[Collected data]
- - -

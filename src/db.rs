use std::collections::BTreeMap;
use std::collections::BTreeSet;

use log::debug;

use crate::Elf;
use crate::ObjId;
use crate::ObjectPool;
use crate::Package;

/// The package dependency database.
///
/// Holds the installed packages, the pool of their ELF objects, the linking
/// rules and the derived `found`/`missing` indices. Mutation happens through
/// the install/remove/relink operations and the rule editors; every rule
/// editor returns whether it changed anything, which callers use to decide
/// whether the database needs to be written back.
#[derive(Debug, Default)]
pub struct Db {
    /// Free-form label of the database.
    pub name: String,
    /// Require an exact osabi match between subject and candidate.
    pub strict_linking: bool,
    /// Trusted library directories, in search order.
    pub library_path: Vec<String>,
    /// Glob patterns for files that packages should pretend not to contain.
    pub ignore_file_rules: BTreeSet<String>,
    /// Library names that are satisfied by fiat.
    pub assume_found_rules: BTreeSet<String>,
    /// Packages whose per-package library paths apply to every object.
    pub base_packages: BTreeSet<String>,
    /// Additional library directories per package name.
    pub package_library_path: BTreeMap<String, Vec<String>>,
    pub(crate) packages: Vec<Package>,
    pub(crate) objects: Vec<ObjId>,
    pub(crate) pool: ObjectPool,
    pub(crate) loaded_version: u16,
}

impl Db {
    /// Create an empty database.
    pub fn new() -> Self {
        Self::default()
    }

    /// Whether the database holds no packages and no objects.
    pub fn is_empty(&self) -> bool {
        self.packages.is_empty() && self.objects.is_empty()
    }

    /// The format version the database was loaded from, 0 for a fresh one.
    pub fn loaded_version(&self) -> u16 {
        self.loaded_version
    }

    /// Installed packages in installation order.
    pub fn packages(&self) -> impl Iterator<Item = &Package> {
        self.packages.iter()
    }

    /// The number of installed packages.
    pub fn package_count(&self) -> usize {
        self.packages.len()
    }

    /// Find a package by name.
    pub fn find_pkg(&self, name: &str) -> Option<&Package> {
        self.packages.iter().find(|pkg| pkg.name == name)
    }

    /// The object behind a handle.
    pub fn object(&self, id: ObjId) -> Option<&Elf> {
        self.pool.get(id)
    }

    /// All objects in installation order.
    pub fn objects(&self) -> impl Iterator<Item = (ObjId, &Elf)> {
        self.objects.iter().filter_map(|&id| Some((id, self.pool.get(id)?)))
    }

    /// The number of installed objects.
    pub fn object_count(&self) -> usize {
        self.objects.len()
    }

    /// Install a package. A package with the same name is removed first, so
    /// reinstallation is replacement, never duplication.
    ///
    /// `objects` are the package's parsed ELF files; the database takes
    /// ownership and records them in the package's object list. Two passes
    /// keep the indices incremental: objects that were missing a library a
    /// new object provides pick it up first, then the new objects resolve
    /// their own requirements.
    pub fn install_package(&mut self, mut pkg: Package, objects: Vec<Elf>) -> bool {
        self.delete_package(&pkg.name);
        debug!("installing {} {}", pkg.name, pkg.version);

        let mut new_ids = Vec::with_capacity(objects.len());
        for mut elf in objects {
            elf.owner = Some(pkg.name.clone());
            elf.req_found.clear();
            elf.req_missing.clear();
            let id = self.pool.insert(elf);
            new_ids.push(id);
            self.objects.push(id);
        }
        pkg.objects = new_ids.clone();
        self.packages.push(pkg);

        // Pass one: a new object may be the library some installed object
        // was missing.
        for &id in &new_ids {
            let mut satisfied = Vec::new();
            {
                let Some(lib) = self.pool.get(id) else { continue };
                for &seeker_id in &self.objects {
                    if seeker_id == id {
                        continue;
                    }
                    let Some(seeker) = self.pool.get(seeker_id) else {
                        continue;
                    };
                    if seeker.req_missing.contains(&lib.basename)
                        && seeker.can_use(lib, self.strict_linking)
                        && self.is_visible(seeker, &lib.dirname)
                    {
                        satisfied.push(seeker_id);
                    }
                }
            }
            let basename = match self.pool.get(id) {
                Some(lib) => lib.basename.clone(),
                None => continue,
            };
            for seeker_id in satisfied {
                if let Some(seeker) = self.pool.get_mut(seeker_id) {
                    seeker.req_missing.remove(&basename);
                    seeker.req_found.insert(id);
                }
            }
        }

        // Pass two: resolve what the new objects themselves require.
        for &id in &new_ids {
            let (found, missing) = self.link_object(id);
            if let Some(elf) = self.pool.get_mut(id) {
                elf.req_found = found;
                elf.req_missing = missing;
            }
        }
        true
    }

    /// Remove a package by name. Returns whether a package was removed.
    ///
    /// The package's objects leave the pool and the object list, and every
    /// `found` edge that pointed at one of them is downgraded to a `missing`
    /// entry on the pointing object. The downgrade ignores the linking
    /// rules; run [`relink_all`](Self::relink_all) to re-evaluate those.
    pub fn delete_package(&mut self, name: &str) -> bool {
        let Some(at) = self.packages.iter().position(|pkg| pkg.name == name) else {
            return false;
        };
        let pkg = self.packages.remove(at);
        debug!("removing {} {}", pkg.name, pkg.version);

        let mut removed: BTreeMap<ObjId, String> = BTreeMap::new();
        for &id in &pkg.objects {
            if let Some(elf) = self.pool.remove(id) {
                removed.insert(id, elf.basename);
            }
        }
        self.objects.retain(|id| !removed.contains_key(id));

        // A surviving object that found its library in the removed package
        // goes back to missing it, unless another found object still
        // provides the same name.
        let mut downgrades: Vec<(ObjId, String)> = Vec::new();
        for (seeker_id, seeker) in self.pool.iter() {
            for (dead, basename) in &removed {
                if !seeker.req_found.contains(dead) {
                    continue;
                }
                let still_found = seeker.req_found.iter().any(|&other| {
                    other != *dead
                        && self
                            .pool
                            .get(other)
                            .is_some_and(|elf| elf.basename == *basename)
                });
                if !still_found && seeker.needed.iter().any(|n| n == basename) {
                    downgrades.push((seeker_id, basename.clone()));
                }
            }
        }
        for (seeker_id, basename) in downgrades {
            if let Some(seeker) = self.pool.get_mut(seeker_id) {
                seeker.req_missing.insert(basename);
            }
        }
        for (_, seeker) in self.pool.iter_mut() {
            for dead in removed.keys() {
                seeker.req_found.remove(dead);
            }
        }
        true
    }

    /// Remove every package and object, keeping rules and settings.
    pub fn wipe_packages(&mut self) -> bool {
        let changed = !self.packages.is_empty() || !self.objects.is_empty();
        self.packages.clear();
        self.objects.clear();
        self.pool.clear();
        changed
    }

    /// Clear the filelist of every package, keeping objects and indices.
    pub fn wipe_filelists(&mut self) -> bool {
        let mut changed = false;
        for pkg in &mut self.packages {
            changed |= !pkg.filelist.is_empty();
            pkg.filelist.clear();
        }
        changed
    }

    /// Rename the database.
    pub fn rename<S: Into<String>>(&mut self, name: S) -> bool {
        let name = name.into();
        if self.name == name {
            return false;
        }
        self.name = name;
        true
    }

    /// Turn strict linking on or off.
    pub fn set_strict(&mut self, strict: bool) -> bool {
        if self.strict_linking == strict {
            return false;
        }
        self.strict_linking = strict;
        true
    }

    fn list_insert(list: &mut Vec<String>, dir: String, at: usize) -> bool {
        if list.iter().any(|d| *d == dir) {
            return false;
        }
        list.insert(at.min(list.len()), dir);
        true
    }

    fn list_delete(list: &mut Vec<String>, dir: &str) -> bool {
        let len = list.len();
        list.retain(|d| d != dir);
        list.len() != len
    }

    fn list_delete_id(list: &mut Vec<String>, id: usize) -> bool {
        if id >= list.len() {
            return false;
        }
        list.remove(id);
        true
    }

    fn set_delete_id(set: &mut BTreeSet<String>, id: usize) -> bool {
        match set.iter().nth(id).cloned() {
            Some(value) => set.remove(&value),
            None => false,
        }
    }

    /// Append a trusted library directory.
    pub fn ld_append<S: Into<String>>(&mut self, dir: S) -> bool {
        Self::list_insert(&mut self.library_path, dir.into(), usize::MAX)
    }

    /// Prepend a trusted library directory.
    pub fn ld_prepend<S: Into<String>>(&mut self, dir: S) -> bool {
        Self::list_insert(&mut self.library_path, dir.into(), 0)
    }

    /// Insert a trusted library directory at `at`.
    pub fn ld_insert<S: Into<String>>(&mut self, dir: S, at: usize) -> bool {
        Self::list_insert(&mut self.library_path, dir.into(), at)
    }

    /// Remove a trusted library directory by value.
    pub fn ld_delete(&mut self, dir: &str) -> bool {
        Self::list_delete(&mut self.library_path, dir)
    }

    /// Remove a trusted library directory by position.
    pub fn ld_delete_id(&mut self, id: usize) -> bool {
        Self::list_delete_id(&mut self.library_path, id)
    }

    /// Remove every trusted library directory.
    pub fn ld_clear(&mut self) -> bool {
        let changed = !self.library_path.is_empty();
        self.library_path.clear();
        changed
    }

    /// Add an ignore-file rule (a glob over filelist entries).
    pub fn ignore_file_add<S: Into<String>>(&mut self, pattern: S) -> bool {
        self.ignore_file_rules.insert(pattern.into())
    }

    /// Remove an ignore-file rule by value.
    pub fn ignore_file_delete(&mut self, pattern: &str) -> bool {
        self.ignore_file_rules.remove(pattern)
    }

    /// Remove an ignore-file rule by position.
    pub fn ignore_file_delete_id(&mut self, id: usize) -> bool {
        Self::set_delete_id(&mut self.ignore_file_rules, id)
    }

    /// Add an assume-found rule (a glob over library names).
    pub fn assume_found_add<S: Into<String>>(&mut self, name: S) -> bool {
        self.assume_found_rules.insert(name.into())
    }

    /// Remove an assume-found rule by value.
    pub fn assume_found_delete(&mut self, name: &str) -> bool {
        self.assume_found_rules.remove(name)
    }

    /// Remove an assume-found rule by position.
    pub fn assume_found_delete_id(&mut self, id: usize) -> bool {
        Self::set_delete_id(&mut self.assume_found_rules, id)
    }

    /// Mark a package name as a base package.
    pub fn base_packages_add<S: Into<String>>(&mut self, name: S) -> bool {
        self.base_packages.insert(name.into())
    }

    /// Unmark a base package by name.
    pub fn base_packages_delete(&mut self, name: &str) -> bool {
        self.base_packages.remove(name)
    }

    /// Unmark a base package by position.
    pub fn base_packages_delete_id(&mut self, id: usize) -> bool {
        Self::set_delete_id(&mut self.base_packages, id)
    }

    /// Append to a package's library path.
    pub fn pkg_ld_append<S: Into<String>>(&mut self, pkg: &str, dir: S) -> bool {
        self.pkg_ld_insert(pkg, dir, usize::MAX)
    }

    /// Prepend to a package's library path.
    pub fn pkg_ld_prepend<S: Into<String>>(&mut self, pkg: &str, dir: S) -> bool {
        self.pkg_ld_insert(pkg, dir, 0)
    }

    /// Insert into a package's library path at `at`.
    pub fn pkg_ld_insert<S: Into<String>>(&mut self, pkg: &str, dir: S, at: usize) -> bool {
        let list = self.package_library_path.entry(pkg.to_owned()).or_default();
        let changed = Self::list_insert(list, dir.into(), at);
        if list.is_empty() {
            self.package_library_path.remove(pkg);
        }
        changed
    }

    /// Remove from a package's library path by value. Empty entries are
    /// dropped from the map.
    pub fn pkg_ld_delete(&mut self, pkg: &str, dir: &str) -> bool {
        let Some(list) = self.package_library_path.get_mut(pkg) else {
            return false;
        };
        let changed = Self::list_delete(list, dir);
        if list.is_empty() {
            self.package_library_path.remove(pkg);
        }
        changed
    }

    /// Remove from a package's library path by position.
    pub fn pkg_ld_delete_id(&mut self, pkg: &str, id: usize) -> bool {
        let Some(list) = self.package_library_path.get_mut(pkg) else {
            return false;
        };
        let changed = Self::list_delete_id(list, id);
        if list.is_empty() {
            self.package_library_path.remove(pkg);
        }
        changed
    }

    /// Remove a package's library path entirely.
    pub fn pkg_ld_clear(&mut self, pkg: &str) -> bool {
        self.package_library_path.remove(pkg).is_some()
    }
}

- - -

What you should do:
The lines above that hold "ObjId" are the result; show every one of them.

Response box:
use crate::ObjId;
    pub(crate) objects: Vec<ObjId>,
    pub fn object(&self, id: ObjId) -> Option<&Elf> {
    pub fn objects(&self) -> impl Iterator<Item = (ObjId, &Elf)> {
        let mut removed: BTreeMap<ObjId, String> = BTreeMap::new();
        let mut downgrades: Vec<(ObjId, String)> = Vec::new();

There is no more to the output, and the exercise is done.